Sunday, June 9, 2019

Project Blackbird - Endurance




Project Blackbird is a musical collective featuring Jon Read (former trumpet player with The Specials who has also toured with The Dandy Warhols) alongside a plethora of equally immensely talented musicians.

If you think mention of The Specials and The Dandy Warhols above gives you a sense of what to expect from Project Blackbird, think again, because Endurance is a very different album.

It is in my nature as a reviewer to try and avoid 'sounds like' comments wherever possible, which is lucky here, because it’s nigh on impossible to draw a straight comparison between this album and anything else, not that I don’t have pages of notes showing my failed attempts to do just that (“a bit like Enigma, but not sh*t, and fronted by Sade” is a personal favourite).

After hearing the first track on this album, Aurora Borealis, a moody creation, full of soul, that shifts direction multiple times before floating seamlessly into a spoken word section towards its end, I thought I knew what to expect from the rest of the album.

My first note was “if you’re looking for singalong pop tracks, look elsewhere” and then I heard the second track, Same Heart (the video to which can be found here) and had to change that immediately, because the delightfully haunting vocal here is joined by a more upbeat musical feel that comes pretty close to fitting that description.

I am a fan of spoken word, but am always cautious of albums using it too much, bbut Project Blackbird artfully sidestep such traps, as the variety of musical tools used throughout Endurance are balanced to perfection.

At times, the album is unapologetic in its focus on the purists, those who like to lie in the dark and put full focus into listening to an album (that isn’t an insult, I am totally capable of being one of those people myself) but the hobbyist isn’t left out here either.

The above mentioned Same Heart, along with Elevation, are excellent examples of radio friendly tracks that would be as suitable a soundtrack to a long drive, as they would be for background music at a dinner party.

However, relegating this album to backing music for any reason would be to do a hearty disservice to the precision with which every moment of every track is put together.

Whether it’s the groovy basslines of Sunflower, the silky guitar and brass sections of Selde and Endurance, or the poignantly written, and sublimely performed vocal sections present throughout the album, everything is worthy of your undivided attention, and even if you’re concentrating fully, there’ll be something new to discover every time you listen.

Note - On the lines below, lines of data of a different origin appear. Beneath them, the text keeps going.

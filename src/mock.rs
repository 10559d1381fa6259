//! In-memory [`OpcUaClient`] for tests and demos.
//!
//! [`MemoryClient`] behaves like a small local server with a fixed set of
//! writable variables. Written values are stored and read back verbatim,
//! every call is counted, and failures or latency can be injected per node.
//!
//! # Example
//!
//! ```
//! use opcua_bridge::{Connector, ConnectorConfig, MemoryClient};
//!
//! # let rt = tokio::runtime::Builder::new_current_thread().enable_all().build().unwrap();
//! # rt.block_on(async {
//! let client = MemoryClient::new()
//!     .with_node("ns=2;i=2", "abcxyz")
//!     .with_node("ns=2;i=4", "12345");
//! let config = ConnectorConfig::new("opc.tcp://localhost:4840")?
//!     .with_nodes(["ns=2;i=2", "ns=2;i=4"])?;
//!
//! let mut connector = Connector::with_client(client, config);
//! assert!(connector.connect().await);
//! connector.write_value(0, 100).await?;
//! assert_eq!(connector.read_value(0).await?.as_i64(), Some(100));
//! connector.disconnect().await;
//! # Ok::<(), opcua_bridge::BridgeError>(())
//! # }).unwrap();
//! ```

use std::collections::HashSet;
use std::sync::atomic::{AtomicUsize, Ordering};
use std::sync::{Mutex, MutexGuard, PoisonError};
use std::time::Duration;

use async_trait::async_trait;

use crate::client::{ClientError, OpcUaClient, SessionId};
use crate::node::{NodeHandle, NodeId};
use crate::value::Variant;
use crate::Endpoint;

#[derive(Debug)]
struct Variable {
    id: String,
    value: Variant,
    writable: bool,
    reject_writes: Option<String>,
    latency: Option<Duration>,
}

#[derive(Debug, Default)]
struct State {
    variables: Vec<Variable>,
    open_sessions: HashSet<u64>,
    next_session: u64,
    write_log: Vec<String>,
}

/// Deterministic in-memory OPC UA client.
#[derive(Debug, Default)]
pub struct MemoryClient {
    state: Mutex<State>,
    refuse_sessions: Option<String>,
    sessions_opened: AtomicUsize,
    sessions_closed: AtomicUsize,
    resolves: AtomicUsize,
    reads: AtomicUsize,
    writes: AtomicUsize,
}

impl MemoryClient {
    /// Creates a client with no variables.
    pub fn new() -> Self {
        Self::default()
    }

    /// Adds a writable variable with an initial value.
    pub fn with_node(self, id: &str, initial: impl Into<Variant>) -> Self {
        self.add_variable(id, initial.into(), true)
    }

    /// Adds a variable whose writes fail with `BadNotWritable`.
    pub fn with_read_only_node(self, id: &str, initial: impl Into<Variant>) -> Self {
        self.add_variable(id, initial.into(), false)
    }

    /// Makes writes to `id` fail with the given reason.
    pub fn failing_writes(self, id: &str, reason: &str) -> Self {
        self.update(id, |var| var.reject_writes = Some(reason.to_string()))
    }

    /// Delays every read and write of `id`.
    pub fn with_latency(self, id: &str, latency: Duration) -> Self {
        self.update(id, |var| var.latency = Some(latency))
    }

    /// Makes every `open_session` call fail with the given reason.
    pub fn refusing_sessions(mut self, reason: &str) -> Self {
        self.refuse_sessions = Some(reason.to_string());
        self
    }

    fn add_variable(self, id: &str, value: Variant, writable: bool) -> Self {
        self.lock().variables.push(Variable {
            id: id.to_string(),
            value,
            writable,
            reject_writes: None,
            latency: None,
        });
        self
    }

    fn update(self, id: &str, f: impl FnOnce(&mut Variable)) -> Self {
        if let Some(var) = self.lock().variables.iter_mut().find(|v| v.id == id) {
            f(var);
        }
        self
    }

    fn lock(&self) -> MutexGuard<'_, State> {
        self.state.lock().unwrap_or_else(PoisonError::into_inner)
    }

    /// Returns the stored value of `id`.
    pub fn value_of(&self, id: &str) -> Option<Variant> {
        self.lock()
            .variables
            .iter()
            .find(|v| v.id == id)
            .map(|v| v.value.clone())
    }

    /// Node ids in the order their writes completed.
    pub fn write_log(&self) -> Vec<String> {
        self.lock().write_log.clone()
    }

    /// Number of sessions currently open.
    pub fn open_sessions(&self) -> usize {
        self.lock().open_sessions.len()
    }

    /// Number of successful `open_session` calls.
    pub fn sessions_opened(&self) -> usize {
        self.sessions_opened.load(Ordering::SeqCst)
    }

    /// Number of successful `close_session` calls.
    pub fn sessions_closed(&self) -> usize {
        self.sessions_closed.load(Ordering::SeqCst)
    }

    /// Number of `resolve` calls.
    pub fn resolve_calls(&self) -> usize {
        self.resolves.load(Ordering::SeqCst)
    }

    /// Number of `read_value` calls.
    pub fn read_calls(&self) -> usize {
        self.reads.load(Ordering::SeqCst)
    }

    /// Number of `write_value` calls.
    pub fn write_calls(&self) -> usize {
        self.writes.load(Ordering::SeqCst)
    }

    /// Total number of calls of any kind, excluding session teardown.
    pub fn total_calls(&self) -> usize {
        self.resolve_calls() + self.read_calls() + self.write_calls()
    }

    /// Looks up a handle's variable, checking that a session is open.
    fn latency_for(&self, handle: &NodeHandle) -> Result<Option<Duration>, ClientError> {
        let state = self.lock();
        if state.open_sessions.is_empty() {
            return Err(ClientError::SessionClosed);
        }
        state
            .variables
            .get(handle.token() as usize)
            .map(|v| v.latency)
            .ok_or_else(|| ClientError::UnknownNode(handle.node_id().to_string()))
    }
}

#[async_trait]
impl OpcUaClient for MemoryClient {
    async fn open_session(&self, _endpoint: &Endpoint) -> Result<SessionId, ClientError> {
        if let Some(reason) = &self.refuse_sessions {
            return Err(ClientError::rejected(reason.clone()));
        }
        let mut state = self.lock();
        state.next_session += 1;
        let id = state.next_session;
        state.open_sessions.insert(id);
        self.sessions_opened.fetch_add(1, Ordering::SeqCst);
        Ok(SessionId(id))
    }

    async fn close_session(&self, session: SessionId) -> Result<(), ClientError> {
        if !self.lock().open_sessions.remove(&session.0) {
            return Err(ClientError::SessionClosed);
        }
        self.sessions_closed.fetch_add(1, Ordering::SeqCst);
        Ok(())
    }

    async fn resolve(&self, session: SessionId, node: &NodeId) -> Result<NodeHandle, ClientError> {
        self.resolves.fetch_add(1, Ordering::SeqCst);
        let state = self.lock();
        if !state.open_sessions.contains(&session.0) {
            return Err(ClientError::SessionClosed);
        }
        state
            .variables
            .iter()
            .position(|v| v.id == node.as_str())
            .map(|pos| NodeHandle::new(node.clone(), pos as u64))
            .ok_or_else(|| ClientError::UnknownNode(node.to_string()))
    }

    async fn read_value(&self, handle: &NodeHandle) -> Result<Variant, ClientError> {
        self.reads.fetch_add(1, Ordering::SeqCst);
        if let Some(latency) = self.latency_for(handle)? {
            tokio::time::sleep(latency).await;
        }
        self.lock()
            .variables
            .get(handle.token() as usize)
            .map(|v| v.value.clone())
            .ok_or_else(|| ClientError::UnknownNode(handle.node_id().to_string()))
    }

    async fn write_value(&self, handle: &NodeHandle, value: Variant) -> Result<(), ClientError> {
        self.writes.fetch_add(1, Ordering::SeqCst);
        if let Some(latency) = self.latency_for(handle)? {
            tokio::time::sleep(latency).await;
        }
        let mut state = self.lock();
        let var = state
            .variables
            .get_mut(handle.token() as usize)
            .ok_or_else(|| ClientError::UnknownNode(handle.node_id().to_string()))?;
        if !var.writable {
            return Err(ClientError::rejected("BadNotWritable"));
        }
        if let Some(reason) = &var.reject_writes {
            return Err(ClientError::rejected(reason.clone()));
        }
        var.value = value;
        let id = var.id.clone();
        state.write_log.push(id);
        Ok(())
    }
}
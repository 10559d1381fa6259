//! Example: Staging a model output and sending it to two nodes
//!
//! Run with: cargo run --example send_outputs
//!
//! Set `RUST_LOG=debug` to see every read and write.
//!
//! This example demonstrates:
//! - Staging a model output document and reading it back
//! - Connecting and resolving two nodes
//! - Sending values one node at a time and as a concurrent batch
//! - Guaranteed teardown with `Connector::session`

use opcua_bridge::payload::{dump_output, retrieve_message};
use opcua_bridge::{Connector, ConnectorConfig, MemoryClient, Message, Model};
use tracing_subscriber::EnvFilter;

const NODES: [&str; 2] = ["ns=2;i=2", "ns=2;i=4"];

#[tokio::main]
async fn main() -> opcua_bridge::Result<()> {
    tracing_subscriber::fmt()
        .with_env_filter(EnvFilter::try_from_default_env().unwrap_or_else(|_| EnvFilter::new("info")))
        .init();

    // =========================================================================
    // Stage the output
    // =========================================================================

    let dir = std::env::temp_dir().join("opcua-bridge-demo");
    std::fs::create_dir_all(&dir)?;
    let output_path = dir.join("output.json");

    dump_output("CC", vec![100, 200], Some(&output_path))?;
    let message = retrieve_message(&output_path, None)?;
    println!("Data from JSON file: {:?}", message);

    // =========================================================================
    // Connect
    // =========================================================================

    // Stands in for the local test server with two writable variables.
    let client = MemoryClient::new()
        .with_node(NODES[0], "abcxyz")
        .with_node(NODES[1], "12345");
    let config = ConnectorConfig::new("opc.tcp://localhost:4840")?.with_nodes(NODES)?;
    let mut connector = Connector::with_client(client, config);

    if connector.connect().await {
        let outcome = send_one_by_one(&connector, &message).await;
        connector.disconnect().await;
        outcome?;
    }

    // =========================================================================
    // Batch send inside a scoped session
    // =========================================================================

    let client = MemoryClient::new()
        .with_node(NODES[0], 0)
        .with_node(NODES[1], 0);
    let config = ConnectorConfig::new("opc.tcp://localhost:4840")?.with_nodes(NODES)?;
    let mut connector = Connector::with_client(client, config);

    connector
        .session(move |c| {
            Box::pin(async move {
                Model::attached("CC", c).send(message, [0, 1]).await?;
                print_values(c, "after batch send").await
            })
        })
        .await?;

    println!("Connected after session: {}", connector.is_connected());
    Ok(())
}

async fn send_one_by_one(
    connector: &Connector<MemoryClient>,
    message: &Message,
) -> opcua_bridge::Result<()> {
    print_values(connector, "before").await?;

    let model = Model::attached("CC", connector);
    if let Message::Sequence(values) = message {
        for (index, value) in values.iter().enumerate() {
            model.send(value.clone(), index).await?;
            print_values(connector, &format!("after send {index}")).await?;
        }
    }
    Ok(())
}

async fn print_values(
    connector: &Connector<MemoryClient>,
    label: &str,
) -> opcua_bridge::Result<()> {
    for (index, id) in connector.node_ids().iter().enumerate() {
        println!("Value {label} of {id}: {}", connector.read_value(index).await?);
    }
    println!();
    Ok(())
}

One of my biggest pet peeves when it comes to the modern, streaming focused way of listening to music, is that due to the playlist culture (which I am, in many ways, a fan of) the art of putting a tracklist together for an album feels lost sometimes, or at least less important than it once was.

But every now and again, you find something that makes you realise the craft is not dead, and Endurance is undoubtedly one of those. Every track glides so seamlessly into the next that it’s more than possible to think you’re still listening to the same track, when in fact three or four have past.

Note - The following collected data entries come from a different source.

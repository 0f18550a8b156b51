//! Service-account authentication for the Google APIs.
//!
//! Signs a short-lived RS256 assertion with the service account's private key
//! and trades it for an access token, which is cached until shortly before it
//! expires.

use crate::config::GoogleCredentials;
use crate::error::{RsvpError, RsvpResult};
use chrono::{DateTime, Duration, Utc};
use jsonwebtoken::{Algorithm, EncodingKey, Header};
use log::{debug, info};
use secrecy::ExposeSecret;
use serde::{Deserialize, Serialize};
use tokio::sync::Mutex;

pub const TOKEN_URL: &str = "https://oauth2.googleapis.com/token";
pub const SCOPES: &[&str] = &[
    "https://www.googleapis.com/auth/spreadsheets",
    "https://www.googleapis.com/auth/documents",
];

const JWT_BEARER_GRANT: &str = "urn:ietf:params:oauth:grant-type:jwt-bearer";
const ASSERTION_LIFETIME_SECS: i64 = 3600;
// Refresh a little early so a token never expires mid-request
const EXPIRY_MARGIN_SECS: i64 = 60;

#[derive(Serialize)]
struct Claims<'a> {
    iss: &'a str,
    scope: String,
    aud: &'a str,
    iat: i64,
    exp: i64,
}

#[derive(Deserialize)]
struct TokenResponse {
    access_token: String,
    expires_in: i64,
}

struct Signer {
    client_email: String,
    key: EncodingKey,
}

struct CachedToken {
    value: String,
    expires_at: DateTime<Utc>,
}

impl CachedToken {
    fn is_expired(&self) -> bool {
        Utc::now() + Duration::seconds(EXPIRY_MARGIN_SECS) >= self.expires_at
    }
}

pub struct ServiceAccountAuth {
    client: reqwest::Client,
    signer: Option<Signer>,
    token: Mutex<Option<CachedToken>>,
}

impl ServiceAccountAuth {
    /// Without credentials every token request fails with a configuration error.
    /// A key that is not a valid RSA PEM is rejected up front.
    pub fn new(client: reqwest::Client, credentials: Option<&GoogleCredentials>) -> anyhow::Result<Self> {
        let signer = match credentials {
            Some(creds) => {
                let key = EncodingKey::from_rsa_pem(creds.private_key.expose_secret().as_bytes())
                    .map_err(|e| anyhow::anyhow!("Invalid Google service account private key: {}", e))?;
                Some(Signer {
                    client_email: creds.client_email.clone(),
                    key,
                })
            }
            None => None,
        };

        Ok(Self {
            client,
            signer,
            token: Mutex::new(None),
        })
    }

    pub fn is_configured(&self) -> bool {
        self.signer.is_some()
    }

    /// A valid bearer token, fetching a new one if the cached token is stale.
    pub async fn access_token(&self) -> RsvpResult<String> {
        let signer = self.signer.as_ref().ok_or_else(|| {
            RsvpError::configuration(
                "Missing Google service account credentials. Set GOOGLE_SHEETS_CLIENT_EMAIL and GOOGLE_SHEETS_PRIVATE_KEY.",
            )
        })?;

        let mut cached = self.token.lock().await;
        if let Some(token) = cached.as_ref().filter(|t| !t.is_expired()) {
            return Ok(token.value.clone());
        }

        debug!("Requesting Google access token for {}", signer.client_email);
        let fresh = self.fetch_token(signer).await?;
        let value = fresh.value.clone();
        *cached = Some(fresh);
        info!("Obtained Google access token for {}", signer.client_email);

        Ok(value)
    }

    async fn fetch_token(&self, signer: &Signer) -> RsvpResult<CachedToken> {
        let now = Utc::now().timestamp();
        let claims = Claims {
            iss: &signer.client_email,
            scope: SCOPES.join(" "),
            aud: TOKEN_URL,
            iat: now,
            exp: now + ASSERTION_LIFETIME_SECS,
        };
        let assertion = jsonwebtoken::encode(&Header::new(Algorithm::RS256), &claims, &signer.key)
            .map_err(|e| RsvpError::configuration(format!("Failed to sign service account assertion: {}", e)))?;

        let response = self
            .client
            .post(TOKEN_URL)
            .form(&[("grant_type", JWT_BEARER_GRANT), ("assertion", assertion.as_str())])
            .send()
            .await?;

        if !response.status().is_success() {
            let status = response.status();
            let error_text = response.text().await.unwrap_or_default();
            return Err(RsvpError::backing_store(format!(
                "Token request failed ({}): {}",
                status, error_text
            )));
        }

        let token: TokenResponse = response.json().await?;
        Ok(CachedToken {
            value: token.access_token,
            expires_at: Utc::now() + Duration::seconds(token.expires_in),
        })
    }
}

#[cfg(test)]
mod tests {
    use super::*;

    #[tokio::test]
    async fn test_missing_credentials_is_configuration_error() {
        let auth = ServiceAccountAuth::new(reqwest::Client::new(), None).expect("no key to parse");
        assert!(!auth.is_configured());
        let err = auth.access_token().await.unwrap_err();
        assert!(matches!(err, RsvpError::Configuration(_)));
    }

    #[test]
    fn test_invalid_pem_is_rejected() {
        let creds = GoogleCredentials {
            client_email: "svc@example.iam.gserviceaccount.com".to_string(),
            private_key: "not a pem".to_string().into(),
        };
        assert!(ServiceAccountAuth::new(reqwest::Client::new(), Some(&creds)).is_err());
    }

    #[test]
    fn test_token_expiry_margin() {
        let soon = CachedToken {
            value: "t".to_string(),
            expires_at: Utc::now() + Duration::seconds(30),
        };
        assert!(soon.is_expired());
        let later = CachedToken {
            value: "t".to_string(),
            expires_at: Utc::now() + Duration::seconds(600),
        };
        assert!(!later.is_expired());
    }
}
//! Roster files on disk and the process-lifetime roster cache.

use super::{parse_grid, Guest};
use crate::config::RosterSettings;
use anyhow::{anyhow, Context, Result};
use calamine::{open_workbook_auto, Data, Reader};
use log::{debug, error, info};
use serde_json::Value;
use std::path::{Path, PathBuf};
use std::sync::{Arc, Mutex};
use std::time::SystemTime;

pub const WORKBOOK_FILE: &str = "Wedding planner - Guest list.xlsx";
pub const CSV_FILE: &str = "guest-list.csv";
pub const JSON_FILE: &str = "guest-list.json";

/// A candidate roster file, in the order they are tried.
#[derive(Debug, Clone, PartialEq, Eq)]
pub enum RosterSource {
    Workbook(PathBuf),
    Csv(PathBuf),
    Json(PathBuf),
}

impl RosterSource {
    pub fn path(&self) -> &Path {
        match self {
            RosterSource::Workbook(path) | RosterSource::Csv(path) | RosterSource::Json(path) => path,
        }
    }

    /// Read and parse this source. `Ok(None)` means the file is not there.
    pub fn load(&self, settings: &RosterSettings) -> Result<Option<Vec<Guest>>> {
        if !self.path().exists() {
            return Ok(None);
        }

        let guests = match self {
            RosterSource::Workbook(path) => parse_grid(&read_workbook(path, settings)?),
            RosterSource::Csv(path) => parse_grid(&read_csv(path)?),
            RosterSource::Json(path) => read_json(path)?,
        };
        Ok(Some(guests))
    }
}

pub fn roster_sources(settings: &RosterSettings) -> Vec<RosterSource> {
    vec![
        RosterSource::Workbook(settings.dir.join(WORKBOOK_FILE)),
        RosterSource::Csv(settings.dir.join(CSV_FILE)),
        RosterSource::Json(settings.dir.join(JSON_FILE)),
    ]
}

/// Load the roster from the first source that exists and parses.
///
/// Never fails: unreadable sources are logged and skipped, and with no usable
/// source the roster is empty.
pub fn load_roster(settings: &RosterSettings) -> Vec<Guest> {
    for source in roster_sources(settings) {
        match source.load(settings) {
            Ok(Some(guests)) => {
                info!("Loaded {} guests from {}", guests.len(), source.path().display());
                debug!("Parsed guests (first 3): {:?}", guests.iter().take(3).collect::<Vec<_>>());
                return guests;
            }
            Ok(None) => debug!("Roster source {} not present", source.path().display()),
            Err(e) => error!("Failed reading roster from {}: {:#}", source.path().display(), e),
        }
    }

    info!("No roster source available in {}", settings.dir.display());
    Vec::new()
}

fn read_workbook(path: &Path, settings: &RosterSettings) -> Result<Vec<Vec<String>>> {
    let mut workbook =
        open_workbook_auto(path).with_context(|| format!("Failed to open workbook {}", path.display()))?;
    let names = workbook.sheet_names();
    let sheet = pick_sheet(&names, settings).ok_or_else(|| anyhow!("Workbook {} has no sheets", path.display()))?;

    let range = workbook
        .worksheet_range(&sheet)
        .with_context(|| format!("Failed to read sheet '{}'", sheet))?;

    Ok(range.rows().map(|row| row.iter().map(cell_text).collect()).collect())
}

/// The configured sheet name if present, else the configured index if in
/// range, else the first sheet.
fn pick_sheet(names: &[String], settings: &RosterSettings) -> Option<String> {
    settings
        .sheet_name
        .as_ref()
        .filter(|wanted| names.contains(*wanted))
        .cloned()
        .or_else(|| settings.sheet_index.and_then(|idx| names.get(idx).cloned()))
        .or_else(|| names.first().cloned())
}

fn cell_text(cell: &Data) -> String {
    match cell {
        Data::Empty => String::new(),
        // Party numbers are stored as floats
        Data::Float(f) if f.fract() == 0.0 && f.abs() < 1e15 => format!("{}", *f as i64),
        other => other.to_string(),
    }
}

fn read_csv(path: &Path) -> Result<Vec<Vec<String>>> {
    let mut reader = csv::ReaderBuilder::new()
        .has_headers(false)
        .flexible(true)
        .from_path(path)
        .with_context(|| format!("Failed to open CSV {}", path.display()))?;

    let mut grid = Vec::new();
    for record in reader.records() {
        let record = record.with_context(|| format!("Malformed CSV row in {}", path.display()))?;
        grid.push(record.iter().map(str::to_string).collect());
    }
    Ok(grid)
}

fn read_json(path: &Path) -> Result<Vec<Guest>> {
    let raw = std::fs::read_to_string(path).with_context(|| format!("Failed to read {}", path.display()))?;
    let value: Value = serde_json::from_str(&raw).context("Guest list is not valid JSON")?;
    let entries = value
        .as_array()
        .ok_or_else(|| anyhow!("Guest list JSON must be an array"))?;

    Ok(entries
        .iter()
        .filter_map(|entry| {
            let name = entry.get("name")?.as_str()?.trim();
            if name.is_empty() {
                return None;
            }
            let party = match entry.get("party") {
                Some(Value::String(p)) => Some(p.trim().to_string()),
                Some(Value::Number(n)) => Some(n.to_string()),
                _ => None,
            };
            Some(Guest::new(name, party))
        })
        .collect())
}

type Fingerprint = Vec<(PathBuf, Option<SystemTime>)>;

fn fingerprint(settings: &RosterSettings) -> Fingerprint {
    roster_sources(settings)
        .into_iter()
        .map(|source| {
            let modified = std::fs::metadata(source.path()).and_then(|m| m.modified()).ok();
            (source.path().to_path_buf(), modified)
        })
        .collect()
}

struct CachedRoster {
    fingerprint: Fingerprint,
    guests: Arc<Vec<Guest>>,
}

/// Parsed roster kept for the process lifetime, reloaded whenever any
/// candidate file appears, disappears or changes modification time.
pub struct RosterCache {
    settings: RosterSettings,
    cached: Mutex<Option<CachedRoster>>,
}

impl RosterCache {
    pub fn new(settings: RosterSettings) -> Self {
        Self {
            settings,
            cached: Mutex::new(None),
        }
    }

    pub fn guests(&self) -> Arc<Vec<Guest>> {
        let current = fingerprint(&self.settings);

        if let Ok(cached) = self.cached.lock() {
            if let Some(entry) = cached.as_ref().filter(|entry| entry.fingerprint == current) {
                return Arc::clone(&entry.guests);
            }
        }

        // Parse outside the lock; a concurrent reload just does the same work twice
        let guests = Arc::new(load_roster(&self.settings));
        if let Ok(mut cached) = self.cached.lock() {
            *cached = Some(CachedRoster {
                fingerprint: current,
                guests: Arc::clone(&guests),
            });
        }
        guests
    }
}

That is not to say that this album is repetitive, or the tracks are too similar, because that could not be further from the truth.

Endurance soars through an array of genres, or perhaps a better term would be moods, because that’s what this album really brings forward.

An emotional rollercoaster of the smoothest kind, Endurance is a kaleidoscope of feeling, bringing you up, down, and back up again so elegantly that you may find yourself so lost in the music, that you have no choice but to immediately start the album again when it finishes, and you’ll be delighted to do so.